Yehezkel Streichman was born in Kovno, Russian Empire (now Lithuania). He studied at the local gymnasium, was a member of Hashomer Hatza'ir, and emigrated to Israel in 1924.

==Art career==
Streichman studied at the Bezalel Academy of Art and Design with Arie Aroch in 1924–27. He also studied under Yitzhak Frenkel in the Histadrut Art Studio in Tel Aviv. He, like other students of Frenkel followed his advise to complement their studies in Paris. Thus he left for France, completing his studies in Paris at the École des Beaux-Arts (1927) and in Florence at the Academy of Art (1928–31). He taught painting throughout his life; in elementary and high schools in 1936, at Kibbutz Ashdot Yaakov in 1941, and at the Avni Institute in Tel Aviv in 1944 and from 1954–79. Among those who studied with him were Israeli sculptor Dani Karavan and Israeli abstract artist Lea Nikel, also the painter Yehuda Neiman.

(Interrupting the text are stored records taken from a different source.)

use async_trait::async_trait;
use chrono::{DateTime, Utc};
use uuid::Uuid;

use super::{PostgresRepository, ReservationStore};
use crate::dto::reservation_dto::CreateReservationRequest;
use crate::models::reservation::{Reservation, ReservationStatus, ReservationWithVehicle};
use crate::models::vehicle::Vehicle;
use crate::utils::errors::AppResult;

const RESERVATION_WITH_VEHICLE: &str = r#"
    SELECT r.*, v.brand AS vehicle_brand, v.model AS vehicle_model, v.year AS vehicle_year
    FROM reservations r
    LEFT JOIN vehicles v ON v.id = r.vehicle_id
"#;

#[async_trait]
impl ReservationStore for PostgresRepository {
    async fn create_reservation(
        &self,
        request: &CreateReservationRequest,
        user_id: Option<Uuid>,
    ) -> AppResult<Reservation> {
        let reservation = sqlx::query_as::<_, Reservation>(
            r#"
            INSERT INTO reservations (
                id, vehicle_id, user_id, customer_name, customer_email, customer_phone,
                message, preferred_date, preferred_time, status, reservation_end_time,
                created_at, updated_at
            )
            VALUES ($1, $2, $3, $4, $5, $6, $7, $8, $9, 'pending', NULL, NOW(), NOW())
            RETURNING *
            "#,
        )
        .bind(Uuid::new_v4())
        .bind(request.vehicle_id)
        .bind(user_id)
        .bind(request.customer_name.trim())
        .bind(request.customer_email.trim())
        .bind(request.customer_phone.trim())
        .bind(&request.message)
        .bind(request.preferred_date)
        .bind(request.preferred_time.as_deref().map(str::trim))
        .fetch_one(&self.pool)
        .await?;

        Ok(reservation)
    }

    async fn find_reservation(&self, id: Uuid) -> AppResult<Option<Reservation>> {
        let reservation = sqlx::query_as::<_, Reservation>("SELECT * FROM reservations WHERE id = $1")
            .bind(id)
            .fetch_optional(&self.pool)
            .await?;

        Ok(reservation)
    }

    async fn list_reservations(&self) -> AppResult<Vec<ReservationWithVehicle>> {
        let query = format!("{} ORDER BY r.created_at DESC", RESERVATION_WITH_VEHICLE);
        let rows = sqlx::query_as::<_, ReservationWithVehicle>(&query)
            .fetch_all(&self.pool)
            .await?;

        Ok(rows)
    }

    async fn list_reservations_for_user(&self, user_id: Uuid) -> AppResult<Vec<ReservationWithVehicle>> {
        let query = format!(
            "{} WHERE r.user_id = $1 ORDER BY r.created_at DESC",
            RESERVATION_WITH_VEHICLE
        );
        let rows = sqlx::query_as::<_, ReservationWithVehicle>(&query)
            .bind(user_id)
            .fetch_all(&self.pool)
            .await?;

        Ok(rows)
    }

    async fn reserved_vehicles_without_reservation(&self) -> AppResult<Vec<Vehicle>> {
        let vehicles = sqlx::query_as::<_, Vehicle>(
            r#"
            SELECT v.* FROM vehicles v
            WHERE v.status = 'reserved'
              AND NOT EXISTS (
                  SELECT 1 FROM reservations r WHERE r.vehicle_id = v.id
              )
            ORDER BY v.updated_at DESC
            "#,
        )
        .fetch_all(&self.pool)
        .await?;

        Ok(vehicles)
    }

    async fn set_reservation_status(
        &self,
        id: Uuid,
        from: ReservationStatus,
        to: ReservationStatus,
        end_time: Option<DateTime<Utc>>,
    ) -> AppResult<Option<Reservation>> {
        let reservation = sqlx::query_as::<_, Reservation>(
            r#"
            UPDATE reservations
            SET status = $3, reservation_end_time = $4, updated_at = NOW()
            WHERE id = $1 AND status = $2
            RETURNING *
            "#,
        )
        .bind(id)
        .bind(from)
        .bind(to)
        .bind(end_time)
        .fetch_optional(&self.pool)
        .await?;

        Ok(reservation)
    }

    async fn delete_reservation(&self, id: Uuid) -> AppResult<bool> {
        let result = sqlx::query("DELETE FROM reservations WHERE id = $1")
            .bind(id)
            .execute(&self.pool)
            .await?;

        Ok(result.rows_affected() > 0)
    }
}
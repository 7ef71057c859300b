//! Utilidades JWT
//!
//! Verificación de tokens HS256 emitidos por el servicio de login. La emisión
//! (`generate_token`) se usa en herramientas y tests.

use jsonwebtoken::{decode, encode, DecodingKey, EncodingKey, Header, Validation};
use serde::{Deserialize, Serialize};
use uuid::Uuid;

use crate::{models::auth::UserRole, utils::errors::AppError};

/// Claims del JWT token
#[derive(Debug, Clone, Serialize, Deserialize)]
pub struct JwtClaims {
    pub sub: String, // user_id
    pub role: String,
    pub exp: usize,
    pub iat: usize,
}

/// Generar JWT token para un usuario
pub fn generate_token(
    user_id: Uuid,
    role: UserRole,
    secret: &str,
    expires_in_secs: i64,
) -> Result<String, AppError> {
    let now = chrono::Utc::now();
    let expires_at = now + chrono::Duration::seconds(expires_in_secs);

    let claims = JwtClaims {
        sub: user_id.to_string(),
        role: role.as_str().to_string(),
        exp: expires_at.timestamp().max(0) as usize,
        iat: now.timestamp().max(0) as usize,
    };

    encode(&Header::default(), &claims, &EncodingKey::from_secret(secret.as_ref()))
        .map_err(|e| AppError::Internal(format!("Error generando token: {}", e)))
}

/// Verificar y decodificar JWT token
pub fn verify_token(token: &str, secret: &str) -> Result<JwtClaims, AppError> {
    let token_data = decode::<JwtClaims>(
        token,
        &DecodingKey::from_secret(secret.as_ref()),
        &Validation::default(),
    )
    .map_err(|e| AppError::Unauthorized(format!("Token inválido: {}", e)))?;

    Ok(token_data.claims)
}

/// Extraer token del header Authorization
pub fn extract_token_from_header(auth_header: &str) -> Result<&str, AppError> {
    let token = auth_header.strip_prefix("Bearer ").ok_or_else(|| {
        AppError::Unauthorized("Header Authorization debe comenzar con 'Bearer '".to_string())
    })?;

    if token.is_empty() {
        return Err(AppError::Unauthorized("Token no puede estar vacío".to_string()));
    }

    Ok(token)
}

#[cfg(test)]
mod tests {
    use super::*;

    const SECRET: &str = "test-secret";

    #[test]
    fn test_generate_and_verify() {
        let user_id = Uuid::new_v4();
        let token = generate_token(user_id, UserRole::Admin, SECRET, 3600).unwrap();
        let claims = verify_token(&token, SECRET).unwrap();
        assert_eq!(claims.sub, user_id.to_string());
        assert_eq!(claims.role, "admin");
    }

    #[test]
    fn test_verify_rejects_wrong_secret() {
        let token = generate_token(Uuid::new_v4(), UserRole::Customer, SECRET, 3600).unwrap();
        assert!(matches!(
            verify_token(&token, "other-secret"),
            Err(AppError::Unauthorized(_))
        ));
    }

    #[test]
    fn test_verify_rejects_expired() {
        // Más allá del margen de 60s de jsonwebtoken
        let token = generate_token(Uuid::new_v4(), UserRole::Admin, SECRET, -3600).unwrap();
        assert!(verify_token(&token, SECRET).is_err());
    }

    #[test]
    fn test_extract_token_from_header() {
        assert_eq!(extract_token_from_header("Bearer abc.def.ghi").unwrap(), "abc.def.ghi");
        assert!(extract_token_from_header("Basic abc").is_err());
        assert!(extract_token_from_header("Bearer ").is_err());
    }
}
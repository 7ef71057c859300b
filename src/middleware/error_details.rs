//! Detalle de errores internos
//!
//! En desarrollo sustituye el cuerpo genérico de un 5xx por el que incluye
//! `details`. En producción descarta el detalle.

use axum::{extract::State, response::Response};

use crate::state::AppState;
use crate::utils::errors::DetailedErrorBody;

pub async fn expose_error_details(State(state): State<AppState>, mut response: Response) -> Response {
    match response.extensions_mut().remove::<DetailedErrorBody>() {
        Some(detailed) if state.config.is_development() => {
            detailed.into_response_with(response.status())
        }
        _ => response,
    }
}

#[cfg(test)]
mod tests {
    use super::*;
    use crate::config::EnvironmentConfig;
    use crate::repositories::InMemoryRepository;
    use crate::utils::errors::AppError;
    use axum::response::IntoResponse;
    use std::sync::Arc;

    fn state(environment: &str) -> AppState {
        let mut config = EnvironmentConfig::development("secret");
        config.environment = environment.to_string();
        AppState::new(Arc::new(InMemoryRepository::new()), config)
    }

    async fn body_of(response: Response) -> serde_json::Value {
        let bytes = axum::body::to_bytes(response.into_body(), usize::MAX).await.unwrap();
        serde_json::from_slice(&bytes).unwrap()
    }

    #[tokio::test]
    async fn test_development_exposes_details() {
        let response = AppError::Internal("pool exhausted".to_string()).into_response();
        let response = expose_error_details(State(state("development")), response).await;

        assert_eq!(response.status(), axum::http::StatusCode::INTERNAL_SERVER_ERROR);
        let body = body_of(response).await;
        assert_eq!(body["details"]["internal_error"], "pool exhausted");
    }

    #[tokio::test]
    async fn test_production_hides_details() {
        let response = AppError::Internal("pool exhausted".to_string()).into_response();
        let response = expose_error_details(State(state("production")), response).await;

        assert!(response.extensions().get::<DetailedErrorBody>().is_none());
        let body = body_of(response).await;
        assert_eq!(body["code"], "INTERNAL_ERROR");
        assert!(body.get("details").is_none());
    }
}
//! Configuración de conexión a PostgreSQL
//!
//! Crea el pool y aplica las migraciones embebidas de `migrations/`.

use anyhow::{Context, Result};
use sqlx::PgPool;
use tracing::info;

use crate::config::DatabaseConfig;

/// Crear el pool y dejar el schema al día
pub async fn connect_and_migrate(config: &DatabaseConfig) -> Result<PgPool> {
    info!("🗄️ Conectando a {}", config.describe());
    let pool = config.create_pool().await?;

    sqlx::migrate!("./migrations")
        .run(&pool)
        .await
        .context("error applying database migrations")?;
    info!("✅ Migraciones aplicadas");

    Ok(pool)
}
/*
Copyright 2022 Jakub Lewandowski

This file is part of NWP Extract.

NWP Extract is a free software: you can redistribute it and/or modify
it under the terms of the GNU General Public License as published by
the Free Software Foundation; either version 3 of the License, or
(at your option) any later version.

NWP Extract is distributed in the hope that it will be useful,
but WITHOUT ANY WARRANTY; without even the implied warranty of
MERCHANTABILITY or FITNESS FOR A PARTICULAR PURPOSE. See the
GNU General Public License for more details.

You should have received a copy of the GNU General Public License
along with NWP Extract. If not, see https://www.gnu.org/licenses/.
*/

//! Module containing the point lookup engine.
//!
//! For each query point given in geographic coordinates the engine
//! finds the grid cell containing it (or the nearest one for irregular
//! grids), finds the requested timestamp on the time axis and reads
//! values of requested fields at that cell and time.
//!
//! The control flow of a single lookup is linear:
//! grid loading, reprojection and cell search, time search, value gathering.
//! Any failure aborts the whole lookup and no partial results are returned.

pub mod bucket;
pub mod dataset;
pub mod gather;
pub mod grid;
pub mod neighbours;
pub mod projection;
pub mod temporal;

use self::{dataset::Dataset, gather::PointRecord, grid::Grid, grid::Topology};
use crate::{
    configuration::Lookup,
    errors::{InputError, LookupError},
    Float,
};
use log::debug;
use std::path::Path;

/// Name of the time axis variable (seconds since Unix epoch).
const TIME_VARIABLE: &str = "time";

/// Query points given as parallel sequences of WGS84
/// longitudes and latitudes (in degrees).
#[derive(Clone, PartialEq, Debug, Default)]
pub struct QueryPoints {
    lons: Vec<Float>,
    lats: Vec<Float>,
}

impl QueryPoints {
    #[cfg_attr(not(test), allow(dead_code))]
    pub fn new(lons: Vec<Float>, lats: Vec<Float>) -> Result<Self, LookupError> {
        if lons.len() != lats.len() {
            return Err(LookupError::MismatchedQuery(lons.len(), lats.len()));
        }

        Ok(QueryPoints { lons, lats })
    }

    pub fn from_pairs(pairs: &[(Float, Float)]) -> Self {
        let (lons, lats) = pairs.iter().copied().unzip();
        QueryPoints { lons, lats }
    }

    pub fn len(&self) -> usize {
        self.lons.len()
    }

    pub fn is_empty(&self) -> bool {
        self.lons.is_empty()
    }

    pub fn lons(&self) -> &[Float] {
        &self.lons
    }

    pub fn lats(&self) -> &[Float] {
        &self.lats
    }

    pub fn iter(&self) -> impl Iterator<Item = (Float, Float)> + '_ {
        self.lons.iter().copied().zip(self.lats.iter().copied())
    }
}

/// Extracts values of configured fields at query points for one timestamp.
///
/// Returns exactly one record per query point, in the order of query points.
/// Duplicated query points produce duplicated records.
pub fn extract_at_points(
    dataset: &dyn Dataset,
    query: &QueryPoints,
    timestamp: &str,
    topology: Topology,
    settings: &Lookup,
) -> Result<Vec<PointRecord>, LookupError> {
    gather::check_fields(dataset, settings)?;

    let grid = Grid::load(dataset, topology, settings)?;
    let cells = grid.resolve(query, settings)?;

    for cell in &cells {
        if let Some(distance) = cell.distance {
            debug!("Nearest grid vertex {} is {:.1} m away", cell.flat, distance);
        }
    }

    let time_axis = dataset.read_1d(TIME_VARIABLE)?.to_vec();
    let (time_index, timestamp) = temporal::find_time_index(&time_axis, timestamp)?;

    debug!(
        "Resolved {} points, reading time index {}",
        cells.len(),
        time_index
    );

    Ok(gather::gather_values(
        dataset, &cells, time_index, timestamp, settings,
    )?)
}

/// Opens the dataset file and extracts values at query points.
/// The file is closed before returning, also on failure.
pub fn extract_from_file(
    path: &Path,
    query: &QueryPoints,
    timestamp: &str,
    topology: Topology,
    settings: &Lookup,
) -> Result<Vec<PointRecord>, LookupError> {
    let dataset = open_dataset(path)?;
    extract_at_points(dataset.as_ref(), query, timestamp, topology, settings)
}

/// Opens a dataset file for reading.
#[cfg(feature = "netcdf")]
pub fn open_dataset(path: &Path) -> Result<Box<dyn Dataset>, InputError> {
    Ok(Box::new(dataset::NetcdfDataset::open(path)?))
}

/// Opens a dataset file for reading.
#[cfg(not(feature = "netcdf"))]
pub fn open_dataset(path: &Path) -> Result<Box<dyn Dataset>, InputError> {
    debug!("Cannot open {}: built without NetCDF", path.display());
    Err(InputError::NotSupported(
        "NetCDF files, rebuild with the netcdf feature",
    ))
}

#[cfg(test)]
mod tests {
    use super::QueryPoints;
    use crate::errors::LookupError;

    #[test]
    fn query_points_must_pair() {
        assert!(matches!(
            QueryPoints::new(vec![1.0, 2.0], vec![3.0]),
            Err(LookupError::MismatchedQuery(2, 1))
        ));

        let query = QueryPoints::from_pairs(&[(1.0, 3.0), (2.0, 4.0)]);
        assert_eq!(query, QueryPoints::new(vec![1.0, 2.0], vec![3.0, 4.0]).unwrap());
        assert_eq!(query.iter().collect::<Vec<_>>(), vec![(1.0, 3.0), (2.0, 4.0)]);
        assert_eq!(query.len(), 2);
    }
}
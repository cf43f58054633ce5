/*
Copyright 2022 Jakub Lewandowski

This file is part of NWP Extract.

NWP Extract is a free software: you can redistribute it and/or modify
it under the terms of the GNU General Public License as published by
the Free Software Foundation; either version 3 of the License, or
(at your option) any later version.

NWP Extract is distributed in the hope that it will be useful,
but WITHOUT ANY WARRANTY; without even the implied warranty of
MERCHANTABILITY or FITNESS FOR A PARTICULAR PURPOSE. See the
GNU General Public License for more details.

You should have received a copy of the GNU General Public License
along with NWP Extract. If not, see https://www.gnu.org/licenses/.
*/

//! Module responsible for reading field values
//! and actual grid coordinates at resolved cells.

use super::{dataset::Dataset, grid::CellIndex};
use crate::{configuration::Lookup, errors::InputError, Float};
use chrono::{DateTime, Utc};

/// Values extracted for a single query point.
///
/// `lon_out` and `lat_out` are coordinates of the grid cell
/// that was actually sampled, not of the query point.
#[derive(Clone, PartialEq, Debug)]
pub struct PointRecord {
    pub timestamp: DateTime<Utc>,
    pub lon_out: Float,
    pub lat_out: Float,
    pub values: Vec<Float>,
}

/// Dimensions layout of a data field.
struct FieldLayout<'a> {
    name: &'a str,
    levelled: bool,
}

impl<'a> FieldLayout<'a> {
    /// Accepts `[time, y, x]` fields and `[time, level, y, x]`
    /// fields with a single level.
    fn of(dataset: &dyn Dataset, name: &'a str) -> Result<Self, InputError> {
        let shape = dataset.shape(name)?;

        let levelled = match shape.len() {
            3 => false,
            4 if shape[1] == 1 => true,
            _ => return Err(InputError::IncorrectType(name.to_string())),
        };

        Ok(FieldLayout { name, levelled })
    }

    fn index(&self, time_index: usize, cell: &CellIndex) -> Vec<usize> {
        if self.levelled {
            vec![time_index, 0, cell.row, cell.col]
        } else {
            vec![time_index, cell.row, cell.col]
        }
    }
}

fn field_layouts<'a>(
    dataset: &dyn Dataset,
    settings: &'a Lookup,
) -> Result<Vec<FieldLayout<'a>>, InputError> {
    settings
        .fields
        .iter()
        .map(|name| FieldLayout::of(dataset, name))
        .collect()
}

/// Checks that every requested field is present
/// and has one of the supported layouts.
pub fn check_fields(dataset: &dyn Dataset, settings: &Lookup) -> Result<(), InputError> {
    field_layouts(dataset, settings).map(|_| ())
}

/// Reads actual coordinates and values of requested fields
/// at every cell for one time index.
///
/// Returns exactly one record per cell, in order of `cells`.
pub fn gather_values(
    dataset: &dyn Dataset,
    cells: &[CellIndex],
    time_index: usize,
    timestamp: DateTime<Utc>,
    settings: &Lookup,
) -> Result<Vec<PointRecord>, InputError> {
    let lon_name = dataset
        .find_variable(&settings.longitude_names)
        .ok_or_else(|| InputError::MissingVariable(settings.longitude_names.join(" or ")))?;
    let lat_name = dataset
        .find_variable(&settings.latitude_names)
        .ok_or_else(|| InputError::MissingVariable(settings.latitude_names.join(" or ")))?;

    let fields = field_layouts(dataset, settings)?;

    cells
        .iter()
        .map(|cell| {
            let values = fields
                .iter()
                .map(|field| dataset.read_value(field.name, &field.index(time_index, cell)))
                .collect::<Result<Vec<_>, _>>()?;

            Ok(PointRecord {
                timestamp,
                lon_out: dataset.read_value(lon_name, &[cell.row, cell.col])?,
                lat_out: dataset.read_value(lat_name, &[cell.row, cell.col])?,
                values,
            })
        })
        .collect()
}

#[cfg(test)]
mod tests {
    use super::gather_values;
    use crate::{
        configuration::Lookup,
        errors::InputError,
        lookup::{dataset::MemoryDataset, grid::CellIndex},
    };
    use chrono::{TimeZone, Utc};
    use ndarray::{Array2, Array3, Array4};

    fn cell(row: usize, col: usize) -> CellIndex {
        CellIndex {
            row,
            col,
            flat: row * 3 + col,
            distance: None,
        }
    }

    fn dataset() -> MemoryDataset {
        MemoryDataset::new()
            .with_variable(
                "longitude",
                Array2::from_shape_fn((2, 3), |(_, c)| 10.0 + c as f64),
            )
            .with_variable(
                "latitude",
                Array2::from_shape_fn((2, 3), |(r, _)| 59.0 + r as f64),
            )
            .with_variable(
                "hs_sea",
                Array3::from_shape_fn((4, 2, 3), |(t, r, c)| (t * 100 + r * 10 + c) as f64),
            )
            .with_variable(
                "tp_sea",
                Array4::from_shape_fn((4, 1, 2, 3), |(t, _, r, c)| -((t * 100 + r * 10 + c) as f64)),
            )
    }

    #[test]
    fn records_follow_cells_order() {
        let timestamp = Utc.with_ymd_and_hms(2019, 1, 1, 2, 0, 0).unwrap();
        let settings = Lookup {
            fields: vec!["hs_sea".to_string(), "tp_sea".to_string()],
            ..Lookup::default()
        };

        let cells = [cell(1, 2), cell(0, 0), cell(1, 2)];
        let records = gather_values(&dataset(), &cells, 2, timestamp, &settings).unwrap();

        assert_eq!(records.len(), 3);
        assert_eq!(records[0].values, vec![212.0, -212.0]);
        assert_eq!(records[0].lon_out, 12.0);
        assert_eq!(records[0].lat_out, 60.0);
        assert_eq!(records[1].values, vec![200.0, -200.0]);
        assert_eq!(records[0], records[2]);
        assert!(records.iter().all(|r| r.timestamp == timestamp));
    }

    #[test]
    fn rejects_fields_of_other_dimensionality() {
        let timestamp = Utc.with_ymd_and_hms(2019, 1, 1, 0, 0, 0).unwrap();
        let settings = Lookup {
            fields: vec!["longitude".to_string()],
            ..Lookup::default()
        };

        assert!(matches!(
            gather_values(&dataset(), &[cell(0, 0)], 0, timestamp, &settings),
            Err(InputError::IncorrectType(name)) if name == "longitude"
        ));
    }

    #[test]
    fn time_index_out_of_range() {
        let timestamp = Utc.with_ymd_and_hms(2019, 1, 1, 0, 0, 0).unwrap();

        assert!(matches!(
            gather_values(&dataset(), &[cell(0, 0)], 7, timestamp, &Lookup::default()),
            Err(InputError::OutOfRange { .. })
        ));
    }
}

He and Avigdor Stematsky formed the Studia Art School in 1944. In 1964, he and Yechiel Shemi and other artists formed a group of artists called Tatzpit (Vantage Point).

He participated in 24th Venice Biennale (1948), the 28th Venice Biennale (1954), the 3rd São Paulo Art Biennial (1955), and the 33rd Venice Biennale (1966). He was President of the Israeli Artists and Painters Union.

==Style==
His painting style involved using successive thick layers of paint. He was an acclaimed painter in what was known as the modernist "New Horizons" (Ofakim Hadashim) group in 1950s Tel Aviv, which he founded in 1948 along with Joseph Zaritsky and Stematsky. It painted in a French "lyrical abstraction" style.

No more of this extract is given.